What you should do: The listing needs restating word for word.
• • •
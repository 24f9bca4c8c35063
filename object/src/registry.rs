use std::collections::BTreeMap;

use cip_codec::{ByteReader, ByteWriter};
use cip_epath::{group_application_paths, parse_segments, Segment};

use crate::class::{get_attribute_all, Class};
use crate::service::{ServiceReply, ServiceRequest, SVC_GET_ATTRIBUTE_ALL};
use crate::status::{CipStatus, GeneralStatus};

/// The Symbol class id (Vol1 Table C-1.3): a symbolic segment addresses an
/// instance of this class rather than a Logical class/instance path.
pub const SYMBOL_CLASS_ID: u16 = 0x6B;

#[derive(Debug, thiserror::Error, PartialEq, Eq)]
pub enum RequestParseError {
	#[error("message router request truncated")]
	Truncated,
	#[error("EPATH could not be resolved to a class/instance")]
	UnresolvedPath,
}

impl From<std::io::Error> for RequestParseError {
	fn from(_: std::io::Error) -> Self {
		RequestParseError::Truncated
	}
}

/// The Class/Instance/Attribute registry (§4.7): a map from `class_id` to
/// [`Class`], keyed uniquely per §3's invariant.
#[derive(Default)]
pub struct ObjectModel {
	classes: BTreeMap<u16, Class>,
}

impl ObjectModel {
	pub fn new() -> Self {
		ObjectModel::default()
	}

	pub fn register_class(&mut self, class: Class) {
		let id = class.class_id;
		if self.classes.insert(id, class).is_some() {
			panic!("duplicate class id 0x{:04X}", id);
		}
	}

	pub fn class(&self, id: u16) -> Option<&Class> {
		self.classes.get(&id)
	}

	pub fn class_mut(&mut self, id: u16) -> Option<&mut Class> {
		self.classes.get_mut(&id)
	}

	/// §4.7 `NotifyMR`: deserializes a message-router request out of
	/// `request`, resolves its target, dispatches the matching service, and
	/// returns the full reply bytes (`reply_service`, general status,
	/// additional-status words, service-specific payload). `originator_ip`
	/// is the sender's address when the carrying transport has one (UDP/TCP
	/// explicit messaging); it is threaded through to the invoked service as
	/// [`ServiceRequest::originator_ip`].
	pub fn notify_mr(&mut self, request: &[u8], originator_ip: Option<std::net::IpAddr>) -> Vec<u8> {
		match self.dispatch(request, originator_ip) {
			Ok((reply_service, status, payload)) => encode_reply(reply_service, status, &payload),
			Err(_) => encode_reply(0, GeneralStatus::PathSegmentError.into(), &[]),
		}
	}

	fn dispatch(&mut self, request: &[u8], originator_ip: Option<std::net::IpAddr>) -> Result<(u8, CipStatus, Vec<u8>), RequestParseError> {
		let mut reader = ByteReader::new(request);
		let request_service = reader.get8()?;
		let word_count = reader.get8()? as usize;
		let path_bytes = reader.get_bytes(word_count * 2)?;
		let payload = reader.peek_remaining().to_vec();

		let segments = parse_segments(path_bytes).map_err(|_| RequestParseError::UnresolvedPath)?;
		let (paths, _key, _data) = group_application_paths(&segments);
		let path = paths.first().cloned().unwrap_or_default();

		let is_symbolic = segments.iter().any(|s| matches!(s, Segment::Symbolic(_)));
		let (class_id, instance_id) = if is_symbolic {
			(SYMBOL_CLASS_ID, 0)
		} else {
			match path.class {
				Some(class_id) => (class_id, path.instance.unwrap_or(0)),
				None => return Ok((request_service | 0x80, GeneralStatus::PathDestinationUnknown.into(), vec![])),
			}
		};

		let reply_service = request_service | 0x80;

		let Some(class) = self.classes.get_mut(&class_id) else {
			return Ok((reply_service, GeneralStatus::PathDestinationUnknown.into(), vec![]));
		};

		let has_service = request_service == SVC_GET_ATTRIBUTE_ALL || class.has_service(request_service);
		if !has_service {
			return Ok((reply_service, GeneralStatus::ServiceNotSupported.into(), vec![]));
		}

		if class.instance(instance_id).is_none() {
			return Ok((reply_service, GeneralStatus::PathDestinationUnknown.into(), vec![]));
		}

		if request_service == SVC_GET_ATTRIBUTE_ALL {
			let mask = class.attribute_all_mask;
			let instance = class.instance(instance_id).unwrap();
			return match get_attribute_all(instance, mask, class.attribute_all_gap_widths()) {
				Ok(payload) => Ok((reply_service, CipStatus::ok(), payload)),
				Err(status) => Ok((reply_service, status, vec![])),
			};
		}

		let svc_request = ServiceRequest {
			class_id,
			instance_id,
			attribute: path.attribute,
			payload,
			originator_ip,
		};
		let mut reply = ServiceReply::default();
		let instance = class.instance_mut(instance_id).unwrap();
		let service = class.service_mut(request_service).unwrap();
		let status = service.invoke(instance, &svc_request, &mut reply);

		Ok((reply_service, status, reply.payload))
	}
}

fn encode_reply(reply_service: u8, status: CipStatus, payload: &[u8]) -> Vec<u8> {
	let additional_words = status.additional;
	let mut buf = vec![0u8; 4 + additional_words.len() * 2 + payload.len()];
	let mut w = ByteWriter::new(&mut buf);
	// Errors below are unreachable: `buf` is sized to exactly fit everything
	// written into it.
	w.put8(reply_service).ok();
	w.put8(0).ok(); // reserved
	w.put8(status.general.into()).ok();
	w.put8(additional_words.len() as u8).ok();
	for word in &additional_words {
		w.put16(*word).ok();
	}
	w.append(payload).ok();
	buf
}

#[cfg(test)]
mod test {
	use std::cell::RefCell;
	use std::rc::Rc;

	use super::*;
	use crate::attribute::{Attribute, AttributeFlags};
	use crate::instance::Instance;
	use crate::service::SVC_GET_ATTRIBUTE_SINGLE;
	use crate::types::CipDataType;

	fn identity_model() -> ObjectModel {
		let mut model = ObjectModel::new();
		let mut class = Class::new(0x01, 1, "Identity", 0);
		let mut instance = Instance::new(1);
		instance.add_attribute(Attribute::new_default(
			1,
			CipDataType::Uint,
			AttributeFlags::get_only(),
			Rc::new(RefCell::new(vec![0x01, 0x00])),
		));
		class.add_instance(instance);
		model.register_class(class);
		model
	}

	#[test]
	fn get_attribute_single_on_known_attribute_succeeds() {
		let mut model = identity_model();
		// service=0x0E, word_count=3 (class 8-bit=0x01, instance 8-bit=1, attr 8-bit=1)
		let request = [SVC_GET_ATTRIBUTE_SINGLE, 3, 0x20, 0x01, 0x24, 0x01, 0x30, 0x01];
		let reply = model.notify_mr(&request, None);
		assert_eq!(reply[0], SVC_GET_ATTRIBUTE_SINGLE | 0x80);
		assert_eq!(reply[2], 0); // Success
		assert_eq!(&reply[4..], &[0x01, 0x00]);
	}

	#[test]
	fn unknown_class_yields_path_destination_unknown() {
		let mut model = identity_model();
		let request = [SVC_GET_ATTRIBUTE_SINGLE, 2, 0x20, 0x99, 0x24, 0x01];
		let reply = model.notify_mr(&request, None);
		assert_eq!(reply[2], 0x05); // PathDestinationUnknown
	}

	#[test]
	fn unknown_instance_yields_path_destination_unknown() {
		let mut model = identity_model();
		let request = [SVC_GET_ATTRIBUTE_SINGLE, 2, 0x20, 0x01, 0x24, 0x63];
		let reply = model.notify_mr(&request, None);
		assert_eq!(reply[2], 0x05);
	}
}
• • •
Written response:
repository 24f9bca4c8c35063
filename object/src/registry.rs
use std::collections::BTreeMap;

use cip_codec::{ByteReader, ByteWriter};
use cip_epath::{group_application_paths, parse_segments, Segment};

use crate::class::{get_attribute_all, Class};
use crate::service::{ServiceReply, ServiceRequest, SVC_GET_ATTRIBUTE_ALL};
use crate::status::{CipStatus, GeneralStatus};

/// The Symbol class id (Vol1 Table C-1.3): a symbolic segment addresses an
/// instance of this class rather than a Logical class/instance path.
pub const SYMBOL_CLASS_ID: u16 = 0x6B;

#[derive(Debug, thiserror::Error, PartialEq, Eq)]
pub enum RequestParseError {
	#[error("message router request truncated")]
	Truncated,
	#[error("EPATH could not be resolved to a class/instance")]
	UnresolvedPath,
}

impl From<std::io::Error> for RequestParseError {
	fn from(_: std::io::Error) -> Self {
		RequestParseError::Truncated
	}
}

/// The Class/Instance/Attribute registry (§4.7): a map from `class_id` to
/// [`Class`], keyed uniquely per §3's invariant.
#[derive(Default)]
pub struct ObjectModel {
	classes: BTreeMap<u16, Class>,
}

impl ObjectModel {
	pub fn new() -> Self {
		ObjectModel::default()
	}

	pub fn register_class(&mut self, class: Class) {
		let id = class.class_id;
		if self.classes.insert(id, class).is_some() {
			panic!("duplicate class id 0x{:04X}", id);
		}
	}

	pub fn class(&self, id: u16) -> Option<&Class> {
		self.classes.get(&id)
	}

	pub fn class_mut(&mut self, id: u16) -> Option<&mut Class> {
		self.classes.get_mut(&id)
	}

	/// §4.7 `NotifyMR`: deserializes a message-router request out of
	/// `request`, resolves its target, dispatches the matching service, and
	/// returns the full reply bytes (`reply_service`, general status,
	/// additional-status words, service-specific payload). `originator_ip`
	/// is the sender's address when the carrying transport has one (UDP/TCP
	/// explicit messaging); it is threaded through to the invoked service as
	/// [`ServiceRequest::originator_ip`].
	pub fn notify_mr(&mut self, request: &[u8], originator_ip: Option<std::net::IpAddr>) -> Vec<u8> {
		match self.dispatch(request, originator_ip) {
			Ok((reply_service, status, payload)) => encode_reply(reply_service, status, &payload),
			Err(_) => encode_reply(0, GeneralStatus::PathSegmentError.into(), &[]),
		}
	}

	fn dispatch(&mut self, request: &[u8], originator_ip: Option<std::net::IpAddr>) -> Result<(u8, CipStatus, Vec<u8>), RequestParseError> {
		let mut reader = ByteReader::new(request);
		let request_service = reader.get8()?;
		let word_count = reader.get8()? as usize;
		let path_bytes = reader.get_bytes(word_count * 2)?;
		let payload = reader.peek_remaining().to_vec();

		let segments = parse_segments(path_bytes).map_err(|_| RequestParseError::UnresolvedPath)?;
		let (paths, _key, _data) = group_application_paths(&segments);
		let path = paths.first().cloned().unwrap_or_default();

		let is_symbolic = segments.iter().any(|s| matches!(s, Segment::Symbolic(_)));
		let (class_id, instance_id) = if is_symbolic {
			(SYMBOL_CLASS_ID, 0)
		} else {
			match path.class {
				Some(class_id) => (class_id, path.instance.unwrap_or(0)),
				None => return Ok((request_service | 0x80, GeneralStatus::PathDestinationUnknown.into(), vec![])),
			}
		};

		let reply_service = request_service | 0x80;

		let Some(class) = self.classes.get_mut(&class_id) else {
			return Ok((reply_service, GeneralStatus::PathDestinationUnknown.into(), vec![]));
		};

		let has_service = request_service == SVC_GET_ATTRIBUTE_ALL || class.has_service(request_service);
		if !has_service {
			return Ok((reply_service, GeneralStatus::ServiceNotSupported.into(), vec![]));
		}

		if class.instance(instance_id).is_none() {
			return Ok((reply_service, GeneralStatus::PathDestinationUnknown.into(), vec![]));
		}

		if request_service == SVC_GET_ATTRIBUTE_ALL {
			let mask = class.attribute_all_mask;
			let instance = class.instance(instance_id).unwrap();
			return match get_attribute_all(instance, mask, class.attribute_all_gap_widths()) {
				Ok(payload) => Ok((reply_service, CipStatus::ok(), payload)),
				Err(status) => Ok((reply_service, status, vec![])),
			};
		}

		let svc_request = ServiceRequest {
			class_id,
			instance_id,
			attribute: path.attribute,
			payload,
			originator_ip,
		};
		let mut reply = ServiceReply::default();
		let instance = class.instance_mut(instance_id).unwrap();
		let service = class.service_mut(request_service).unwrap();
		let status = service.invoke(instance, &svc_request, &mut reply);

		Ok((reply_service, status, reply.payload))
	}
}

fn encode_reply(reply_service: u8, status: CipStatus, payload: &[u8]) -> Vec<u8> {
	let additional_words = status.additional;
	let mut buf = vec![0u8; 4 + additional_words.len() * 2 + payload.len()];
	let mut w = ByteWriter::new(&mut buf);
	// Errors below are unreachable: `buf` is sized to exactly fit everything
	// written into it.
	w.put8(reply_service).ok();
	w.put8(0).ok(); // reserved
	w.put8(status.general.into()).ok();
	w.put8(additional_words.len() as u8).ok();
	for word in &additional_words {
		w.put16(*word).ok();
	}
	w.append(payload).ok();
	buf
}

#[cfg(test)]
mod test {
	use std::cell::RefCell;
	use std::rc::Rc;

	use super::*;
	use crate::attribute::{Attribute, AttributeFlags};
	use crate::instance::Instance;
	use crate::service::SVC_GET_ATTRIBUTE_SINGLE;
	use crate::types::CipDataType;

	fn identity_model() -> ObjectModel {
		let mut model = ObjectModel::new();
		let mut class = Class::new(0x01, 1, "Identity", 0);
		let mut instance = Instance::new(1);
		instance.add_attribute(Attribute::new_default(
			1,
			CipDataType::Uint,
			AttributeFlags::get_only(),
			Rc::new(RefCell::new(vec![0x01, 0x00])),
		));
		class.add_instance(instance);
		model.register_class(class);
		model
	}

	#[test]
	fn get_attribute_single_on_known_attribute_succeeds() {
		let mut model = identity_model();
		// service=0x0E, word_count=3 (class 8-bit=0x01, instance 8-bit=1, attr 8-bit=1)
		let request = [SVC_GET_ATTRIBUTE_SINGLE, 3, 0x20, 0x01, 0x24, 0x01, 0x30, 0x01];
		let reply = model.notify_mr(&request, None);
		assert_eq!(reply[0], SVC_GET_ATTRIBUTE_SINGLE | 0x80);
		assert_eq!(reply[2], 0); // Success
		assert_eq!(&reply[4..], &[0x01, 0x00]);
	}

	#[test]
	fn unknown_class_yields_path_destination_unknown() {
		let mut model = identity_model();
		let request = [SVC_GET_ATTRIBUTE_SINGLE, 2, 0x20, 0x99, 0x24, 0x01];
		let reply = model.notify_mr(&request, None);
		assert_eq!(reply[2], 0x05); // PathDestinationUnknown
	}

	#[test]
	fn unknown_instance_yields_path_destination_unknown() {
		let mut model = identity_model();
		let request = [SVC_GET_ATTRIBUTE_SINGLE, 2, 0x20, 0x01, 0x24, 0x63];
		let reply = model.notify_mr(&request, None);
		assert_eq!(reply[2], 0x05);
	}
}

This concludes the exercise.